» **WHAT YOU WILL DO**
In the records below, find each line with the word "https" and copy it.

» **RECORDS SHOWN**
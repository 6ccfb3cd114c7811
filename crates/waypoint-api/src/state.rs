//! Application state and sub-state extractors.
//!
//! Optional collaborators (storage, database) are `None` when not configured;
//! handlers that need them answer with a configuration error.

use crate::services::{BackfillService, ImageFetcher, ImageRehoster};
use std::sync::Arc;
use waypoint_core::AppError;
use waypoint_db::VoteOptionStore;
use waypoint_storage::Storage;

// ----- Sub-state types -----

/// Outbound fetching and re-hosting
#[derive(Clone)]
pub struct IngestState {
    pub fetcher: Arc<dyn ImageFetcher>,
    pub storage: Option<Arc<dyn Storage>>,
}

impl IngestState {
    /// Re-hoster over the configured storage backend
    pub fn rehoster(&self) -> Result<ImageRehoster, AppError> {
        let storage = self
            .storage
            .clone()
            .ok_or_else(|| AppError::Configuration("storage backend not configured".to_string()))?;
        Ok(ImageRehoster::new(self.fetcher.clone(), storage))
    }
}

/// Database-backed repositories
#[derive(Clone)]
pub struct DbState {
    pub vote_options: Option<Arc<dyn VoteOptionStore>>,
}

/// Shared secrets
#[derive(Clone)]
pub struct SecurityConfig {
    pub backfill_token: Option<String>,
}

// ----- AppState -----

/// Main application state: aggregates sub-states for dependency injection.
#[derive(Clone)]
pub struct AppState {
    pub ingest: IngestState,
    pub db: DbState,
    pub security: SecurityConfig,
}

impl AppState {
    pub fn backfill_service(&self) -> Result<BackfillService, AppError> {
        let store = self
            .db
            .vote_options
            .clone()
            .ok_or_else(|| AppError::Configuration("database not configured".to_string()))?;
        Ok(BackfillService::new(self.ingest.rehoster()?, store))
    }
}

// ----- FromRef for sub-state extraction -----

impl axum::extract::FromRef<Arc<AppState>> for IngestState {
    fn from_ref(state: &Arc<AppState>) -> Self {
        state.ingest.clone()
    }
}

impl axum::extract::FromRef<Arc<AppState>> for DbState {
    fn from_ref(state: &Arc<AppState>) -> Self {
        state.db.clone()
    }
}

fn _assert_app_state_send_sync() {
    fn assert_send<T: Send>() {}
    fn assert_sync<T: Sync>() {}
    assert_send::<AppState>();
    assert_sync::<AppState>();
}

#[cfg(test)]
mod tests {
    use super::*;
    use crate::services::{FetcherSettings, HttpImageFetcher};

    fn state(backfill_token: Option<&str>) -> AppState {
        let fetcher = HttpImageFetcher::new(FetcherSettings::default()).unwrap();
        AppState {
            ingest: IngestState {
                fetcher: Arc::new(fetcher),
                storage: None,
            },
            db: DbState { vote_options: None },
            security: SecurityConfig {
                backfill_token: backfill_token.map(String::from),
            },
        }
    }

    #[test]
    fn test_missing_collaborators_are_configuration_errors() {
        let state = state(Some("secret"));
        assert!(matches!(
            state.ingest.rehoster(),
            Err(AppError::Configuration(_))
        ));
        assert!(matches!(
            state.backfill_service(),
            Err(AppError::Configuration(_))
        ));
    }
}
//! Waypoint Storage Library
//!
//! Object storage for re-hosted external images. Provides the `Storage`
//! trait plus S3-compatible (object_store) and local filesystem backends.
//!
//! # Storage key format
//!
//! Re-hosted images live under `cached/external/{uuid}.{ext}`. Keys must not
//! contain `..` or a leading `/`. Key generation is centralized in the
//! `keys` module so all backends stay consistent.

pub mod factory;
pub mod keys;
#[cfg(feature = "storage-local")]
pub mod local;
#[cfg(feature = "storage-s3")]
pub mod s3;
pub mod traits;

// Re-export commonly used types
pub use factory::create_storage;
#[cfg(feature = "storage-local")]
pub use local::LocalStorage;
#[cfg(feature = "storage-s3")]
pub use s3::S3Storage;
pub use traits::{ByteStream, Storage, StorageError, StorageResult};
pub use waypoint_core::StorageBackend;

---

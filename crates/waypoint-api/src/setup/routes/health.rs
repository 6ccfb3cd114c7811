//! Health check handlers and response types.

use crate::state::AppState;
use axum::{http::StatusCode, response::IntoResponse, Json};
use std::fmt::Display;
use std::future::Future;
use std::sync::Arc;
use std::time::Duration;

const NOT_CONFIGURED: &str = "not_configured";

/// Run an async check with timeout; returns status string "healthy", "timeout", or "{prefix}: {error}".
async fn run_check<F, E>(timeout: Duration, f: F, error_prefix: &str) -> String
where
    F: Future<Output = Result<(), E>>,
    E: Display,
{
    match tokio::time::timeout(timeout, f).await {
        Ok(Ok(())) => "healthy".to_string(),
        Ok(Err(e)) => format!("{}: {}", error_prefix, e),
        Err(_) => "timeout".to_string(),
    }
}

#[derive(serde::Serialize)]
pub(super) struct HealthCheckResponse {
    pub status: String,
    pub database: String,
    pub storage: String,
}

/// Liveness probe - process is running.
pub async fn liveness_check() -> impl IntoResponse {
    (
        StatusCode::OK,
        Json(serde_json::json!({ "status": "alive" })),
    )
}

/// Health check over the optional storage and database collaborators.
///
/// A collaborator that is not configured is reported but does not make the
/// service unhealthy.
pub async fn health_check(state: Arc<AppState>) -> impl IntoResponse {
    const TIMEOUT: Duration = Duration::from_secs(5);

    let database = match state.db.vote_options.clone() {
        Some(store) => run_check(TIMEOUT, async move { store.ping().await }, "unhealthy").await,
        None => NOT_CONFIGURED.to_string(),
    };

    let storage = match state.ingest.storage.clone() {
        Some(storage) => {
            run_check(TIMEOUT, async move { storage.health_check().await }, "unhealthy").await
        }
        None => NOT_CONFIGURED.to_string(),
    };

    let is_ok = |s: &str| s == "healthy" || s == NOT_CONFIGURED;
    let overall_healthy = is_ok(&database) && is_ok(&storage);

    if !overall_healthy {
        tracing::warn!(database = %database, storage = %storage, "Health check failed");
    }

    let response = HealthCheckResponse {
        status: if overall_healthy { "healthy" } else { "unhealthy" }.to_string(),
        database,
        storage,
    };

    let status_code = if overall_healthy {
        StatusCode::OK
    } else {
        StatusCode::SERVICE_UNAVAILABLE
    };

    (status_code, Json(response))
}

* * *

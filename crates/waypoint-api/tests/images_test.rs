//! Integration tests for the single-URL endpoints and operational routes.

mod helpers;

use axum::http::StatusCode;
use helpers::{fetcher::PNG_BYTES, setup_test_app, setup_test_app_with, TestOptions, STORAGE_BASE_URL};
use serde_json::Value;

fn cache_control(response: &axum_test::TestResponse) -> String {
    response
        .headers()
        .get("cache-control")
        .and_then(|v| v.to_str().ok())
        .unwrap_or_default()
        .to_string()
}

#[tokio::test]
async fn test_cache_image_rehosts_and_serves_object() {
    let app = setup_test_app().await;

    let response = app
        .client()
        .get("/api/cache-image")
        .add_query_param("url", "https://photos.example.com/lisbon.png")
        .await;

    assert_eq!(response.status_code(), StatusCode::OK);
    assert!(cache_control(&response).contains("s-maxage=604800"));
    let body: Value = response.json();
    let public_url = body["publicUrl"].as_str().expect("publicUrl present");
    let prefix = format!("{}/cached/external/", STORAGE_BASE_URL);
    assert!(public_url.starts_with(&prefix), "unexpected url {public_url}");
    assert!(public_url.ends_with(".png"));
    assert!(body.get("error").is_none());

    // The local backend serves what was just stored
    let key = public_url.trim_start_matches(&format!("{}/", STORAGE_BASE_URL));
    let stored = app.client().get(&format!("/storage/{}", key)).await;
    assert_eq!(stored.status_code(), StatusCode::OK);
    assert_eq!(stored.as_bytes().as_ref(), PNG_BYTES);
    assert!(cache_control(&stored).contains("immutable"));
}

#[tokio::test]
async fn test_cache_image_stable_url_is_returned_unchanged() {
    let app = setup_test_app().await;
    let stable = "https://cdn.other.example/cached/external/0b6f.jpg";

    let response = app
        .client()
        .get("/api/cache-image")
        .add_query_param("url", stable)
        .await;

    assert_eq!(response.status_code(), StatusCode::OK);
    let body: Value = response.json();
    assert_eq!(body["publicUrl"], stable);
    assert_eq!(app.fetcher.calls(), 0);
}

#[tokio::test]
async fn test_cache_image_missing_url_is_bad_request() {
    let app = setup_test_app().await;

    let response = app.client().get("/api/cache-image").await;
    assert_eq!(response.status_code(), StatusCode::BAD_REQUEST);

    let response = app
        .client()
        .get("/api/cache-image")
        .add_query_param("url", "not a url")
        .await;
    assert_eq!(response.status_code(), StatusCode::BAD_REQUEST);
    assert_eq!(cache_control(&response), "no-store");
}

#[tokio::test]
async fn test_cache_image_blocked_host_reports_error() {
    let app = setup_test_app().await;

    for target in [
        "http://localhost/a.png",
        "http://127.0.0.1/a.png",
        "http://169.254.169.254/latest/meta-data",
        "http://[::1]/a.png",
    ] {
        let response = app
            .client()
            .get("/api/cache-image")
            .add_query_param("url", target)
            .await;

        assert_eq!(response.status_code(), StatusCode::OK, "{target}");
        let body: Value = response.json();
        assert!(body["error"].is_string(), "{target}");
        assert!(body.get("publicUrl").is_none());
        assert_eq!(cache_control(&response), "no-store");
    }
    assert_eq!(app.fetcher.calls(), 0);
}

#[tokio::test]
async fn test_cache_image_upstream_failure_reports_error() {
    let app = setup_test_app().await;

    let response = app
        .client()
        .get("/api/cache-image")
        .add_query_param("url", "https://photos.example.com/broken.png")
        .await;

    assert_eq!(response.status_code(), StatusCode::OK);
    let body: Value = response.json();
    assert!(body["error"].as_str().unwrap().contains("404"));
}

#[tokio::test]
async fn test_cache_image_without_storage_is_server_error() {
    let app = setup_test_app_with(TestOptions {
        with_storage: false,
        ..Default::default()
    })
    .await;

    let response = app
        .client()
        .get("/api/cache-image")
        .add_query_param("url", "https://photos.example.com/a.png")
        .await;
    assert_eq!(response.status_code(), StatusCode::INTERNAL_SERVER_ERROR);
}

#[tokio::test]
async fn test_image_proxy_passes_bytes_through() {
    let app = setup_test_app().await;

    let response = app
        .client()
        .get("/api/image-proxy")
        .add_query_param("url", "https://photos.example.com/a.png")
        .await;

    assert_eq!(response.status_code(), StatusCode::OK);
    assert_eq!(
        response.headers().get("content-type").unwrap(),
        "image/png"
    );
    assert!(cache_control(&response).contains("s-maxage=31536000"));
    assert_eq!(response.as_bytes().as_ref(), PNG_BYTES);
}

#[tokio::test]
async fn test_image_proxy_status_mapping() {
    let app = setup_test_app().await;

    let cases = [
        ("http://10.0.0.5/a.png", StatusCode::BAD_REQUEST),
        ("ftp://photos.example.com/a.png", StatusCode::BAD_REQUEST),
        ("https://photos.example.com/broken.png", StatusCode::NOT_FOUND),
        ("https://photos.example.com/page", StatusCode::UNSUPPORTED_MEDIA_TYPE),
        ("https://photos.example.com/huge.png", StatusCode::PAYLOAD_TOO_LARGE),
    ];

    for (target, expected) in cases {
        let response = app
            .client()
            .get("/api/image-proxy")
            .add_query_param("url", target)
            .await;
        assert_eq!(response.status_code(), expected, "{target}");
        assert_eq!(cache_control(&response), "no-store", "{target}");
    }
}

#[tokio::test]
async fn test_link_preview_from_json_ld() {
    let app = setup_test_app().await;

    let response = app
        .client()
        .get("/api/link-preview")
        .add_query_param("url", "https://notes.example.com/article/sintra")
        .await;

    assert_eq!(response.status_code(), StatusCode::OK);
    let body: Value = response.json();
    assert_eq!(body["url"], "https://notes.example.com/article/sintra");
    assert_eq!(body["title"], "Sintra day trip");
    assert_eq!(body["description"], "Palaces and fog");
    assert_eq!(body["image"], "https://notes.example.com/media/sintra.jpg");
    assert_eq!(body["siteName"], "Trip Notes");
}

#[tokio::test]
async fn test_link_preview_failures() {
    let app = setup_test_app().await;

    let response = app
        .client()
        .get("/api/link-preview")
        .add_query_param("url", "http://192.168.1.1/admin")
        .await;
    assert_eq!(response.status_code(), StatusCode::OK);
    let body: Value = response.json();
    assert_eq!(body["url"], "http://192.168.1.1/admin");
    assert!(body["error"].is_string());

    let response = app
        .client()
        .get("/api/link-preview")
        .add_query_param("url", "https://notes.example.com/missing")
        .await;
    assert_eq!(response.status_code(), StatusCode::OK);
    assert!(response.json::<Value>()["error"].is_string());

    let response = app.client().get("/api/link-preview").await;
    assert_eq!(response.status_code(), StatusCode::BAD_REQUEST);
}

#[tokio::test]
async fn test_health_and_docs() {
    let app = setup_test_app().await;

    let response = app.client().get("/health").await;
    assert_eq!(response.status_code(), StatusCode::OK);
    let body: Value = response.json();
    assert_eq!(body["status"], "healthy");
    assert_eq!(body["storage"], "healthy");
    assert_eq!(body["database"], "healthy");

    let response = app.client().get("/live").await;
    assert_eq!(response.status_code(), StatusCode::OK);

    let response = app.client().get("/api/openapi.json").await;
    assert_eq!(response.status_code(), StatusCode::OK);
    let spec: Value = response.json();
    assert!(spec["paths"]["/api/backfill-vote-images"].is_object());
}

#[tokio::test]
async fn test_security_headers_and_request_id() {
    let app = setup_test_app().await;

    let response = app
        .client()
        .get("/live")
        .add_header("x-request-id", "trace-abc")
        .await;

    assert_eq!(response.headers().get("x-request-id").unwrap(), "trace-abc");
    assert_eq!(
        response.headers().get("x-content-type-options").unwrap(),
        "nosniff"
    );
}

» **TASK RESULT**
        .add_query_param("url", "https://photos.example.com/lisbon.png")
    let stable = "https://cdn.other.example/cached/external/0b6f.jpg";
        .add_query_param("url", "https://photos.example.com/broken.png")
        .add_query_param("url", "https://photos.example.com/a.png")
        .add_query_param("url", "https://photos.example.com/a.png")
        ("https://photos.example.com/broken.png", StatusCode::NOT_FOUND),
        ("https://photos.example.com/page", StatusCode::UNSUPPORTED_MEDIA_TYPE),
        ("https://photos.example.com/huge.png", StatusCode::PAYLOAD_TOO_LARGE),
        .add_query_param("url", "https://notes.example.com/article/sintra")
    assert_eq!(body["url"], "https://notes.example.com/article/sintra");
    assert_eq!(body["image"], "https://notes.example.com/media/sintra.jpg");
        .add_query_param("url", "https://notes.example.com/missing")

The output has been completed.